Rock ‘n’ roll singer, guitar legend and political activist Ted Nugent revealed that he tested positive for COVID-19, months after dismissing the worldwide medical emergency as “not a real pandemic.”
“I thought I was dying,” Nugent, 72, said in a Facebook live video posted Monday. “I literally could hardly crawl out of bed the last few days,” adding: “So I was officially tested positive for COVID-19 today.”
Nugent, the Amboy Dukes guitarist from the 1960s who went on to a successful solo career in the 1970s, used racist slurs to reference COVID-19 and said he had been suffering flu-like symptoms for 10 days, the Detroit Free Press reported.
“Everybody told me I should not announce this, but can you hear it?” Nugent said at the beginning of his video, which clocked in at slightly under nine minutes.
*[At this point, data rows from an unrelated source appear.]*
// ─── Tests ──────────────────────────────────────────────────────────

#[cfg(test)]
mod tests {
    use super::*;
    use strider_common::config::SeaConfig;
    use strider_common::state::FootSwitches;

    use crate::control::sea::SeaMode;

    const DT: f64 = 0.001;

    fn setup() -> (WalkerController, RobotState, Joints, TransitionLog) {
        let mut s = RobotState::default();
        s.dt = DT;
        (
            WalkerController::new(WalkerConfig::default()),
            s,
            Joints::new(&SeaConfig::default()),
            TransitionLog::default(),
        )
    }

    fn step(c: &mut WalkerController, s: &mut RobotState, j: &mut Joints, log: &mut TransitionLog) {
        c.tick(s, j, log);
        s.t += DT;
    }

    fn set_counts(foot: &mut FootSwitches, back: i32, front: i32) {
        foot.back.count = back;
        foot.front.count = front;
    }

    fn stand(s: &mut RobotState) {
        set_counts(&mut s.foot[0], 25, 25);
        set_counts(&mut s.foot[1], 25, 25);
    }

    /// Drive a fresh controller to GetReady.
    fn to_get_ready(c: &mut WalkerController, s: &mut RobotState, j: &mut Joints, log: &mut TransitionLog) {
        stand(s);
        step(c, s, j, log); // Begin -> GetReady
        assert_eq!(c.state_id(), WalkerState::GetReady as u8);
    }

    /// Drive a fresh controller to Initiate: lift the swing (left)
    /// foot and press the walk button.
    fn to_initiate(c: &mut WalkerController, s: &mut RobotState, j: &mut Joints, log: &mut TransitionLog) {
        to_get_ready(c, s, j, log);
        set_counts(&mut s.foot[0], -5, -5);
        s.buttons = PanelButtons::BUTTON2;
        step(c, s, j, log);
        s.buttons = PanelButtons::empty();
        assert_eq!(c.state_id(), WalkerState::Initiate as u8);
    }

    #[test]
    fn begin_reaches_get_ready_in_one_tick() {
        let (mut c, mut s, mut j, mut log) = setup();
        step(&mut c, &mut s, &mut j, &mut log);
        assert_eq!(c.state_id(), WalkerState::GetReady as u8);
        assert_eq!(c.stance_leg(), Leg::Right);
    }

    #[test]
    fn button_starts_walking_in_one_tick() {
        let (mut c, mut s, mut j, mut log) = setup();
        to_get_ready(&mut c, &mut s, &mut j, &mut log);
        for _ in 0..10 {
            step(&mut c, &mut s, &mut j, &mut log);
        }
        assert_eq!(c.state_id(), WalkerState::GetReady as u8);
        s.buttons = PanelButtons::BUTTON2;
        step(&mut c, &mut s, &mut j, &mut log);
        assert_eq!(c.state_id(), WalkerState::Initiate as u8);
    }

    #[test]
    fn swing_heel_strike_drives_toe_off_and_role_swap() {
        let (mut c, mut s, mut j, mut log) = setup();
        to_initiate(&mut c, &mut s, &mut j, &mut log);
        assert_eq!(c.stance_leg(), Leg::Right);

        // Swing (left) heel reaches the fast contact count.
        for _ in 0..5 {
            step(&mut c, &mut s, &mut j, &mut log);
        }
        set_counts(&mut s.foot[0], 11, 0);
        step(&mut c, &mut s, &mut j, &mut log);
        assert_eq!(c.state_id(), WalkerState::ToeOff as u8);
        assert_eq!(c.stance_leg(), Leg::Right, "swap happens on leaving toe off");

        // Default toe-off dwell is zero: next tick swaps and swings.
        step(&mut c, &mut s, &mut j, &mut log);
        assert_eq!(c.state_id(), WalkerState::EarlySwing as u8);
        assert_eq!(c.stance_leg(), Leg::Left);
    }

    #[test]
    fn early_swing_exits_at_hip_angle() {
        let (mut c, mut s, mut j, mut log) = setup();
        to_initiate(&mut c, &mut s, &mut j, &mut log);
        set_counts(&mut s.foot[0], 11, 0);
        step(&mut c, &mut s, &mut j, &mut log); // -> ToeOff
        set_counts(&mut s.foot[0], 25, 25);
        step(&mut c, &mut s, &mut j, &mut log); // -> EarlySwing, stance Left
        assert_eq!(c.state_id(), WalkerState::EarlySwing as u8);

        // Swing (right) hip not yet past the exit angle.
        for _ in 0..10 {
            step(&mut c, &mut s, &mut j, &mut log);
        }
        assert_eq!(c.state_id(), WalkerState::EarlySwing as u8);

        s.q[1].hip_pitch = -0.2; // well past -0.05 - leaning
        step(&mut c, &mut s, &mut j, &mut log);
        assert_eq!(c.state_id(), WalkerState::LateSwing as u8);
        assert!(c.t1 > 0.0, "phase carry-over captured");
    }

    #[test]
    fn picked_up_from_any_walking_state_recovers() {
        for prime in 0..3 {
            let (mut c, mut s, mut j, mut log) = setup();
            to_initiate(&mut c, &mut s, &mut j, &mut log);
            // Optionally advance deeper into the cycle.
            if prime > 0 {
                set_counts(&mut s.foot[0], 11, 0);
                step(&mut c, &mut s, &mut j, &mut log); // ToeOff
            }
            if prime > 1 {
                stand(&mut s);
                step(&mut c, &mut s, &mut j, &mut log); // EarlySwing
            }
            // All four switches firmly off the ground.
            set_counts(&mut s.foot[0], -60, -60);
            set_counts(&mut s.foot[1], -60, -60);
            step(&mut c, &mut s, &mut j, &mut log);
            assert_eq!(c.state_id(), WalkerState::NoStanceLeg as u8);

            // Both feet regained: back to GetReady.
            stand(&mut s);
            step(&mut c, &mut s, &mut j, &mut log); // entry actions
            step(&mut c, &mut s, &mut j, &mut log);
            assert_eq!(c.state_id(), WalkerState::GetReady as u8);
        }
    }

    #[test]
    fn stance_ankle_pushoff_is_floored() {
        let (mut c, mut s, mut j, mut log) = setup();
        to_initiate(&mut c, &mut s, &mut j, &mut log);
        set_counts(&mut s.foot[0], 11, 0);
        step(&mut c, &mut s, &mut j, &mut log); // ToeOff
        stand(&mut s);
        step(&mut c, &mut s, &mut j, &mut log); // EarlySwing, stance Left
        // Deep in stance with the ankle rolled far forward the raw
        // push-off torque would go negative; it must clamp at zero.
        s.q[0].ankle_pitch = 0.5;
        s.t += 0.2; // past the settle window
        step(&mut c, &mut s, &mut j, &mut log);
        match joints_stance_ankle_mode(&j) {
            SeaMode::TorquePd { tau_d, .. } => assert_eq!(tau_d, 0.0),
            other => panic!("stance ankle not in torque mode: {other:?}"),
        }

        fn joints_stance_ankle_mode(j: &Joints) -> SeaMode {
            *j.ankle[0].mode()
        }
    }

    #[test]
    fn swing_hip_torque_is_direct_and_opposed() {
        let (mut c, mut s, mut j, mut log) = setup();
        to_initiate(&mut c, &mut s, &mut j, &mut log);
        step(&mut c, &mut s, &mut j, &mut log);
        // With zero angles and zero lean ramp progress small, the
        // swing torque tracks the trajectory error; the stance hip
        // carries its negation plus the bisecting term.
        let sw_tau = s.tau[0].hip_pitch; // left is swing
        let st_tau = s.tau[1].hip_pitch;
        assert!(sw_tau != 0.0);
        // bisect term with zero angles is only the leaning ramp
        let bisect = -BISECT_KP * (DT / RAMP_TIME).min(1.0) * c.cfg.leaning;
        assert!((st_tau - (-sw_tau + bisect)).abs() < 1e-9);
    }

    #[test]
    fn crash_is_permanent_and_unpowered() {
        let (mut c, mut s, mut j, mut log) = setup();
        to_initiate(&mut c, &mut s, &mut j, &mut log);
        c.force_crash(&mut s, &mut j, &mut log);
        assert!(c.crashed());
        stand(&mut s);
        s.buttons = PanelButtons::BUTTON2;
        for _ in 0..10 {
            step(&mut c, &mut s, &mut j, &mut log);
        }
        assert!(c.crashed());
        assert_eq!(s.powered, MotorMask::empty());
        assert_eq!(s.tau[0].hip_pitch, 0.0);
    }
}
Nugent said he had a “stuffed up head” and body aches, and “literally could hardly crawl out of bed the last few days.
“I thought I was dying,” the “Cat Scratch Fever” singer said from his Michigan ranch, pausing on occasion for his self-described “rattly cough.”
Previously, Nugent has referred to COVID-19 as a “leftist scam to destroy” former President Donald Trump. “It’s not a real pandemic and that’s not a real vaccine, I’m sorry,” he claimed in a video posted on Christmas, People reported.
Nugent has also claimed that the death toll figures COVID-19 have been inflated, according to The Associated Press.
“Nobody knows what’s in it,” Nugent has said. “If you can’t even honestly answer our questions of exactly what’s in it and why are you testing it on human beings and forcing it on people in such a short period of time?”